In other words, the perfect foil for someone like Attila.
“Are you aware,” the voice said, “that it’s illegal for a citizen of the United Kingdom to attempt to overthrow a foreign government?”
Attila laughed. “Surely that depends on the government’s legitimacy, no?” He shrugged. “Besides, if it aw goes tits up Ah’ll only get banged up. Nae great shakes.”
Reporters continued to shout questions. Attila affected to be baffled by the volume, then grinned and waved.
“Nae more answers, then,” he said, and raised two fingers in a V. “Peace oot,” he said.
Brilliant, Dagmar thought.
“What the hell,” Helmuth said from the couch, “did that man just say?” English was his second language, and its remote dialects were clearly not his forte.
“He pretty much stuck to the script I wrote for him,” Dagmar said. “He just translated it into his own, ah, idiom.”
“Does he talk like that all the time?” Richard asked.
Dagmar reviewed their conversations that the afternoon, in which Attila had seemed perfectly competent in Received Standard English, at least when he wasn’t upset and in what Dagmar had come to think of as “balls on the rail” mode.
“I think he’s exactly as Robbie Burns as he wants to be,” she said. “I also think he’s underrated as an actor.”
Lloyd laughed.
“Imagine some poor bastard trying to translate that into Turkish for Bozbeyli. My god!”
“Are our people going to get it, though?” Helmuth said. “I certainly didn’t.”
Dagmar considered it.
“Attila was doing that deliberately,” she said, “and he was winking at the audience the whole time. He’s setting up a division between those that get it and those that don’t.”
“Just as we’ve been trying to do,” Richard said.
“Right,” Dagmar said. “You’re hip to the Scottish jive or not, just as you’re hip to Ozone or not. Our folks will get it, I’m sure.”
“Hip,” Helmuth said, “isn’t going to do much against guns.”
“No,” Dagmar said. “Events have demonstrated that well enough.”

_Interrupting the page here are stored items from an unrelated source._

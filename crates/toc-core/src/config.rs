//! 分析配置

use serde::{Deserialize, Serialize};

/// 預設瓶頸門檻：負荷係數嚴格大於 1.0 才視為瓶頸
pub const DEFAULT_BOTTLENECK_THRESHOLD: f64 = 1.0;

/// 預設產能容差（相對於資源產能，產能小於 1 時以 1 計）
pub const DEFAULT_CAPACITY_TOLERANCE: f64 = 1e-9;

/// TOC 分析參數配置
#[derive(Debug, Clone, PartialEq, Serialize, Deserialize)]
pub struct AnalysisConfig {
    /// 瓶頸門檻（最大負荷係數 > 門檻時視為受限系統）
    pub bottleneck_threshold: f64,

    /// 相對產能容差，用於可行性檢查
    pub capacity_tolerance: f64,

    /// 是否以 rayon 並行計算資源負荷與產品優先級
    pub parallel: bool,
}

impl AnalysisConfig {
    /// 創建預設配置
    pub fn new() -> Self {
        Self {
            bottleneck_threshold: DEFAULT_BOTTLENECK_THRESHOLD,
            capacity_tolerance: DEFAULT_CAPACITY_TOLERANCE,
            parallel: true,
        }
    }

    /// 建構器模式：設置瓶頸門檻
    pub fn with_bottleneck_threshold(mut self, threshold: f64) -> Self {
        self.bottleneck_threshold = threshold;
        self
    }

    /// 建構器模式：設置產能容差
    pub fn with_capacity_tolerance(mut self, tolerance: f64) -> Self {
        self.capacity_tolerance = tolerance.abs();
        self
    }

    /// 建構器模式：設置是否並行計算
    pub fn with_parallel(mut self, parallel: bool) -> Self {
        self.parallel = parallel;
        self
    }

    /// 判斷負荷係數是否構成瓶頸
    pub fn is_bottleneck_load(&self, load_factor: f64) -> bool {
        load_factor > self.bottleneck_threshold
    }
}

impl Default for AnalysisConfig {
    fn default() -> Self {
        Self::new()
    }
}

The day’s news, generally speaking, hadn’t been good. At dawn that morning, under cover of the High Zap, the Turkish military had moved against Ankara’s former mayor forted up in the Ministry of Labor. The building had been stormed, apparently with massive loss of life. Now that the Internet had been restored, photos and video was being uploaded by those survivors who had managed to escape. There was little narrative to be discovered in these artifacts, only a lot of confusion, running, screaming, and the sound of automatic weapons fire.

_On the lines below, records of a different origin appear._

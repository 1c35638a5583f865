//! # TOC
//!
//! 限制理論產品組合分析：載入資料集 → 瓶頸分析 → 兩階段分配 → 報表輸出

pub mod logging;

use std::path::{Path, PathBuf};

use anyhow::Context;

pub use toc_core::config;
pub use toc_calc::{LoadAnalysis, PriorityRanker, ResourceLoadAnalyzer};
pub use toc_core::{
    AllocationRow, AnalysisConfig, AnalysisSummary, Catalog, Dataset, DatasetInfo,
    OperatingExpenses, Product, Resource, TocError,
};
pub use toc_io::{load_dataset, OutputLayout, ProcessGraph};
pub use toc_optimizer::{TocOptimizer, TocResult};

/// 一次完整分析的結果與輸出位置
#[derive(Debug)]
pub struct AnalysisRun {
    pub dataset: Dataset,
    pub result: TocResult,
    pub layout: OutputLayout,
    /// 流程圖是否成功輸出
    pub graph_written: bool,
}

/// 執行完整分析並輸出報表
///
/// 分析或 CSV/摘要輸出失敗即中止；流程圖失敗只記錄警告。
pub fn run_analysis(
    dataset_path: &Path,
    output_base: Option<&Path>,
    config: AnalysisConfig,
) -> anyhow::Result<AnalysisRun> {
    let dataset = load_dataset(dataset_path)
        .with_context(|| format!("無法讀取資料集 {}", dataset_path.display()))?;

    let layout = OutputLayout::new(output_base, &dataset.info);
    layout
        .prepare()
        .with_context(|| format!("無法建立輸出目錄 {}", layout.dir.display()))?;

    let result = TocOptimizer::new(config)
        .optimize(&dataset.catalog)
        .context("TOC 分析失敗")?;

    let source = dataset_path.display().to_string();
    toc_io::save_allocation_csv(&layout.csv_path, &result.rows).context("無法輸出分配表")?;
    toc_io::save_summary(&layout.summary_path, &result, &source).context("無法輸出摘要")?;

    let graph_written = match ProcessGraph::build(&dataset.catalog, &result.loads)
        .and_then(|graph| graph.save_dot(&layout.graph_path))
    {
        Ok(()) => true,
        Err(e) => {
            tracing::warn!("流程圖輸出失敗: {}", e);
            false
        }
    };

    Ok(AnalysisRun {
        dataset,
        result,
        layout,
        graph_written,
    })
}

/// 已輸出的檔案
pub fn written_files(run: &AnalysisRun) -> Vec<PathBuf> {
    let mut files = vec![run.layout.csv_path.clone(), run.layout.summary_path.clone()];
    if run.graph_written {
        files.push(run.layout.graph_path.clone());
    }
    files
}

The Turkish media claimed that Mayor Erez had been killed trying to escape custody, but had not as yet shown pictures of his body. That was promised for later.
If Erez had recorded any last message, any declaration of defiance or principle, it had not yet surfaced. Muzzled by the High Zap, he had died as anonymously and silently as so many of his followers.

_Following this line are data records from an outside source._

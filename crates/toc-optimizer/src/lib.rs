//! # TOC Optimizer
//!
//! 兩階段產能分配（開發瓶頸、遷就瓶頸）與財務彙總

pub mod allocator;
pub mod exploitation;
pub mod financial;
pub mod optimizer;
pub mod subordination;

// Re-export 主要類型
pub use allocator::{Allocation, CapacityAllocator};
pub use exploitation::{ExploitationPass, ProvisionalAllocation};
pub use financial::{FinancialSummarizer, FinancialSummary};
pub use optimizer::TocOptimizer;
pub use subordination::{SubordinatedAllocation, SubordinationPass};

use toc_calc::LoadAnalysis;
use toc_core::{AllocationRow, AnalysisSummary};

/// TOC 分析結果
#[derive(Debug, Clone)]
pub struct TocResult {
    /// 分析批次ID
    pub run_id: uuid::Uuid,

    /// 分配表（排序順序）
    pub rows: Vec<AllocationRow>,

    /// 分析摘要
    pub summary: AnalysisSummary,

    /// 資源負荷分析
    pub loads: LoadAnalysis,

    /// 警告信息
    pub warnings: Vec<AnalysisWarning>,

    /// 計算耗時（毫秒）
    pub calculation_time_ms: Option<u128>,
}

impl TocResult {
    /// 依產品ID查找分配列
    pub fn row(&self, product_id: &str) -> Option<&AllocationRow> {
        self.rows.iter().find(|r| r.product_id == product_id)
    }
}

/// 分析警告
#[derive(Debug, Clone)]
pub struct AnalysisWarning {
    pub product_id: String,
    pub message: String,
    pub severity: WarningSeverity,
}

impl AnalysisWarning {
    pub fn new(product_id: String, message: String, severity: WarningSeverity) -> Self {
        Self {
            product_id,
            message,
            severity,
        }
    }

    pub fn info(product_id: String, message: String) -> Self {
        Self::new(product_id, message, WarningSeverity::Info)
    }

    pub fn warning(product_id: String, message: String) -> Self {
        Self::new(product_id, message, WarningSeverity::Warning)
    }

    pub fn error(product_id: String, message: String) -> Self {
        Self::new(product_id, message, WarningSeverity::Error)
    }
}

#[derive(Debug, Clone, Copy, PartialEq, Eq)]
pub enum WarningSeverity {
    Info,
    Warning,
    Error,
}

Otherwise, as video uploads and Rafet’s drones showed, the day in Ankara had been mixed. There hadn’t been any big demos, but there had been constant skirmishing between protestors and the security forces. There were videos of a cop being knocked off his motorcycle by a well-thrown brick, an armored car smashing a storefront, ambulances screaming down Ataturk Boulevard, a screaming woman being manhandled into a police car by a party of sweating men in suits and ties. Piles of tires and debris had been set afire to block roads or rally resisters, and the names and addresses of Gray Wolves and police-and their families-had been posted in order to invite popular vengeance.